▶ Saved entries

// ------------------------------------------------- pipeline shaders

/// Device shader of the "ao" technique: fan out over row bands, each
/// worker runs ray generation, traversal, and hit/miss partitioning.
pub unsafe extern "C" fn fixture_device_ao(settings: *const DriverSettings) {
    let s = unsafe { &*settings };
    let (width, height) = (s.width, s.height);
    helios_stats_add(0, width * height); // camera rays
    helios_handle_callback_shader(0, 0);

    const BAND: i32 = 16;
    let bands: Vec<i32> = (0..height).step_by(BAND as usize).collect();
    bands.par_iter().for_each(|&y0| {
        helios_register_thread();

        let y1 = (y0 + BAND).min(height);
        let size = width * (y1 - y0);
        let count = helios_handle_ray_generation(0, y0 * width, size, 0, y0, width, y1);
        if count > 0 {
            helios_handle_traverse_primary(0, count);

            let mut stream = PrimaryStreamAbi::default();
            unsafe {
                helios_get_primary_stream_const(0, 0, &mut stream);
            }

            // Dispatch contiguous runs of the same entity
            let mut first = 0i32;
            while first < count {
                let entity = unsafe { *stream.ent_id.add(first as usize) };
                let mut last = first + 1;
                while last < count && unsafe { *stream.ent_id.add(last as usize) } == entity {
                    last += 1;
                }
                if entity < 0 {
                    helios_handle_miss_shader(0, first, last);
                } else {
                    helios_handle_hit_shader(0, entity, first, last);
                }
                first = last;
            }
        }

        helios_unregister_thread();
    });

    helios_handle_callback_shader(0, 1);
}

/// Perspective ray generation over a work rectangle.
pub unsafe extern "C" fn fixture_raygen_perspective(
    settings: *const DriverSettings,
    next_id: i32,
    size: i32,
    xmin: i32,
    ymin: i32,
    xmax: i32,
    ymax: i32,
) -> i32 {
    let s = unsafe { &*settings };
    let camera = unsafe { FixtureCamera::from_registry(s.width, s.height) };

    let mut stream = PrimaryStreamAbi::default();
    unsafe {
        helios_get_primary_stream(0, 0, &mut stream, size);
    }

    let mut count = 0usize;
    for y in ymin..ymax {
        for x in xmin..xmax {
            if count as i32 >= size {
                break;
            }
            let (org, dir) = camera.primary_ray(x, y, s.width, s.height);
            unsafe {
                *stream.id.add(count) = next_id + count as i32;
                *stream.org_x.add(count) = org.x;
                *stream.org_y.add(count) = org.y;
                *stream.org_z.add(count) = org.z;
                *stream.dir_x.add(count) = dir.x;
                *stream.dir_y.add(count) = dir.y;
                *stream.dir_z.add(count) = dir.z;
                *stream.tmin.add(count) = 0.0;
                *stream.tmax.add(count) = f32::MAX;
                *stream.ent_id.add(count) = -1;
                *stream.prim_id.add(count) = -1;
                *stream.t.add(count) = f32::MAX;
                *stream.u.add(count) = 0.0;
                *stream.v.add(count) = 0.0;
                *stream.rnd.add(count) = (next_id + count as i32) as u32;
                *stream.mis.add(count) = 0.0;
                *stream.contrib_r.add(count) = 1.0;
                *stream.contrib_g.add(count) = 1.0;
                *stream.contrib_b.add(count) = 1.0;
                *stream.depth.add(count) = 0;
                *stream.payload.add(count) = 1.0;
            }
            count += 1;
        }
    }
    count as i32
}
//! Vulkan instance creation and device selection.

use crate::error::{GpuError, Result};
use ash::vk;
use std::ffi::{CStr, CString};

/// Required instance extensions for headless residency use.
#[must_use]
pub fn required_instance_extensions() -> Vec<&'static CStr> {
    vec![
        #[cfg(target_os = "macos")]
        ash::khr::portability_enumeration::NAME,
    ]
}

/// Create a headless Vulkan instance.
///
/// # Safety
/// The entry must be a valid Vulkan entry point.
pub unsafe fn create_instance(entry: &ash::Entry, app_name: &str) -> Result<ash::Instance> {
    let app_name = CString::new(app_name).unwrap();
    let engine_name = CString::new("Helios").unwrap();

    let app_info = vk::ApplicationInfo::default()
        .application_name(&app_name)
        .application_version(vk::make_api_version(0, 0, 1, 0))
        .engine_name(&engine_name)
        .engine_version(vk::make_api_version(0, 0, 1, 0))
        .api_version(vk::API_VERSION_1_2);

    let extension_names: Vec<*const i8> = required_instance_extensions()
        .iter()
        .map(|ext| ext.as_ptr())
        .collect();

    // Required for MoltenVK on macOS
    #[cfg(target_os = "macos")]
    let create_flags = vk::InstanceCreateFlags::ENUMERATE_PORTABILITY_KHR;
    #[cfg(not(target_os = "macos"))]
    let create_flags = vk::InstanceCreateFlags::empty();

    let create_info = vk::InstanceCreateInfo::default()
        .application_info(&app_info)
        .enabled_extension_names(&extension_names)
        .flags(create_flags);

    let instance = unsafe { entry.create_instance(&create_info, None) }?;
    Ok(instance)
}

/// Select the physical device with the given index.
///
/// The index is the position within the enumeration order, matching
/// the device index carried by the execution target.
///
/// # Safety
/// The instance must be valid.
pub unsafe fn select_physical_device(
    instance: &ash::Instance,
    device_index: u32,
) -> Result<vk::PhysicalDevice> {
    let devices = unsafe { instance.enumerate_physical_devices() }?;

    if devices.is_empty() {
        return Err(GpuError::NoSuitableDevice);
    }

    devices
        .get(device_index as usize)
        .copied()
        .ok_or(GpuError::DeviceIndexOutOfRange(device_index, devices.len()))
}

/// Find a queue family with compute and transfer support.
///
/// # Safety
/// The instance and physical device must be valid.
pub unsafe fn find_compute_queue_family(
    instance: &ash::Instance,
    physical_device: vk::PhysicalDevice,
) -> Result<u32> {
    let families =
        unsafe { instance.get_physical_device_queue_family_properties(physical_device) };

    families
        .iter()
        .position(|f| {
            f.queue_flags
                .contains(vk::QueueFlags::COMPUTE | vk::QueueFlags::TRANSFER)
        })
        .map(|i| i as u32)
        .ok_or(GpuError::NoSuitableDevice)
}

▶ Instructions to follow
All of the data above needs to be set down again exactly. Include every line.

▶ Solution below
// ------------------------------------------------- pipeline shaders

/// Device shader of the "ao" technique: fan out over row bands, each
/// worker runs ray generation, traversal, and hit/miss partitioning.
pub unsafe extern "C" fn fixture_device_ao(settings: *const DriverSettings) {
    let s = unsafe { &*settings };
    let (width, height) = (s.width, s.height);
    helios_stats_add(0, width * height); // camera rays
    helios_handle_callback_shader(0, 0);

    const BAND: i32 = 16;
    let bands: Vec<i32> = (0..height).step_by(BAND as usize).collect();
    bands.par_iter().for_each(|&y0| {
        helios_register_thread();

        let y1 = (y0 + BAND).min(height);
        let size = width * (y1 - y0);
        let count = helios_handle_ray_generation(0, y0 * width, size, 0, y0, width, y1);
        if count > 0 {
            helios_handle_traverse_primary(0, count);

            let mut stream = PrimaryStreamAbi::default();
            unsafe {
                helios_get_primary_stream_const(0, 0, &mut stream);
            }

            // Dispatch contiguous runs of the same entity
            let mut first = 0i32;
            while first < count {
                let entity = unsafe { *stream.ent_id.add(first as usize) };
                let mut last = first + 1;
                while last < count && unsafe { *stream.ent_id.add(last as usize) } == entity {
                    last += 1;
                }
                if entity < 0 {
                    helios_handle_miss_shader(0, first, last);
                } else {
                    helios_handle_hit_shader(0, entity, first, last);
                }
                first = last;
            }
        }

        helios_unregister_thread();
    });

    helios_handle_callback_shader(0, 1);
}

/// Perspective ray generation over a work rectangle.
pub unsafe extern "C" fn fixture_raygen_perspective(
    settings: *const DriverSettings,
    next_id: i32,
    size: i32,
    xmin: i32,
    ymin: i32,
    xmax: i32,
    ymax: i32,
) -> i32 {
    let s = unsafe { &*settings };
    let camera = unsafe { FixtureCamera::from_registry(s.width, s.height) };

    let mut stream = PrimaryStreamAbi::default();
    unsafe {
        helios_get_primary_stream(0, 0, &mut stream, size);
    }

    let mut count = 0usize;
    for y in ymin..ymax {
        for x in xmin..xmax {
            if count as i32 >= size {
                break;
            }
            let (org, dir) = camera.primary_ray(x, y, s.width, s.height);
            unsafe {
                *stream.id.add(count) = next_id + count as i32;
                *stream.org_x.add(count) = org.x;
                *stream.org_y.add(count) = org.y;
                *stream.org_z.add(count) = org.z;
                *stream.dir_x.add(count) = dir.x;
                *stream.dir_y.add(count) = dir.y;
                *stream.dir_z.add(count) = dir.z;
                *stream.tmin.add(count) = 0.0;
                *stream.tmax.add(count) = f32::MAX;
                *stream.ent_id.add(count) = -1;
                *stream.prim_id.add(count) = -1;
                *stream.t.add(count) = f32::MAX;
                *stream.u.add(count) = 0.0;
                *stream.v.add(count) = 0.0;
                *stream.rnd.add(count) = (next_id + count as i32) as u32;
                *stream.mis.add(count) = 0.0;
                *stream.contrib_r.add(count) = 1.0;
                *stream.contrib_g.add(count) = 1.0;
                *stream.contrib_b.add(count) = 1.0;
                *stream.depth.add(count) = 0;
                *stream.payload.add(count) = 1.0;
            }
            count += 1;
        }
    }
    count as i32
}
//! Vulkan instance creation and device selection.

use crate::error::{GpuError, Result};
use ash::vk;
use std::ffi::{CStr, CString};

/// Required instance extensions for headless residency use.
#[must_use]
pub fn required_instance_extensions() -> Vec<&'static CStr> {
    vec![
        #[cfg(target_os = "macos")]
        ash::khr::portability_enumeration::NAME,
    ]
}

/// Create a headless Vulkan instance.
///
/// # Safety
/// The entry must be a valid Vulkan entry point.
pub unsafe fn create_instance(entry: &ash::Entry, app_name: &str) -> Result<ash::Instance> {
    let app_name = CString::new(app_name).unwrap();
    let engine_name = CString::new("Helios").unwrap();

    let app_info = vk::ApplicationInfo::default()
        .application_name(&app_name)
        .application_version(vk::make_api_version(0, 0, 1, 0))
        .engine_name(&engine_name)
        .engine_version(vk::make_api_version(0, 0, 1, 0))
        .api_version(vk::API_VERSION_1_2);

    let extension_names: Vec<*const i8> = required_instance_extensions()
        .iter()
        .map(|ext| ext.as_ptr())
        .collect();

    // Required for MoltenVK on macOS
    #[cfg(target_os = "macos")]
    let create_flags = vk::InstanceCreateFlags::ENUMERATE_PORTABILITY_KHR;
    #[cfg(not(target_os = "macos"))]
    let create_flags = vk::InstanceCreateFlags::empty();

    let create_info = vk::InstanceCreateInfo::default()
        .application_info(&app_info)
        .enabled_extension_names(&extension_names)
        .flags(create_flags);

    let instance = unsafe { entry.create_instance(&create_info, None) }?;
    Ok(instance)
}

/// Select the physical device with the given index.
///
/// The index is the position within the enumeration order, matching
/// the device index carried by the execution target.
///
/// # Safety
/// The instance must be valid.
pub unsafe fn select_physical_device(
    instance: &ash::Instance,
    device_index: u32,
) -> Result<vk::PhysicalDevice> {
    let devices = unsafe { instance.enumerate_physical_devices() }?;

    if devices.is_empty() {
        return Err(GpuError::NoSuitableDevice);
    }

    devices
        .get(device_index as usize)
        .copied()
        .ok_or(GpuError::DeviceIndexOutOfRange(device_index, devices.len()))
}

/// Find a queue family with compute and transfer support.
///
/// # Safety
/// The instance and physical device must be valid.
pub unsafe fn find_compute_queue_family(
    instance: &ash::Instance,
    physical_device: vk::PhysicalDevice,
) -> Result<u32> {
    let families =
        unsafe { instance.get_physical_device_queue_family_properties(physical_device) };

    families
        .iter()
        .position(|f| {
            f.queue_flags
                .contains(vk::QueueFlags::COMPUTE | vk::QueueFlags::TRANSFER)
        })
        .map(|i| i as u32)
        .ok_or(GpuError::NoSuitableDevice)
}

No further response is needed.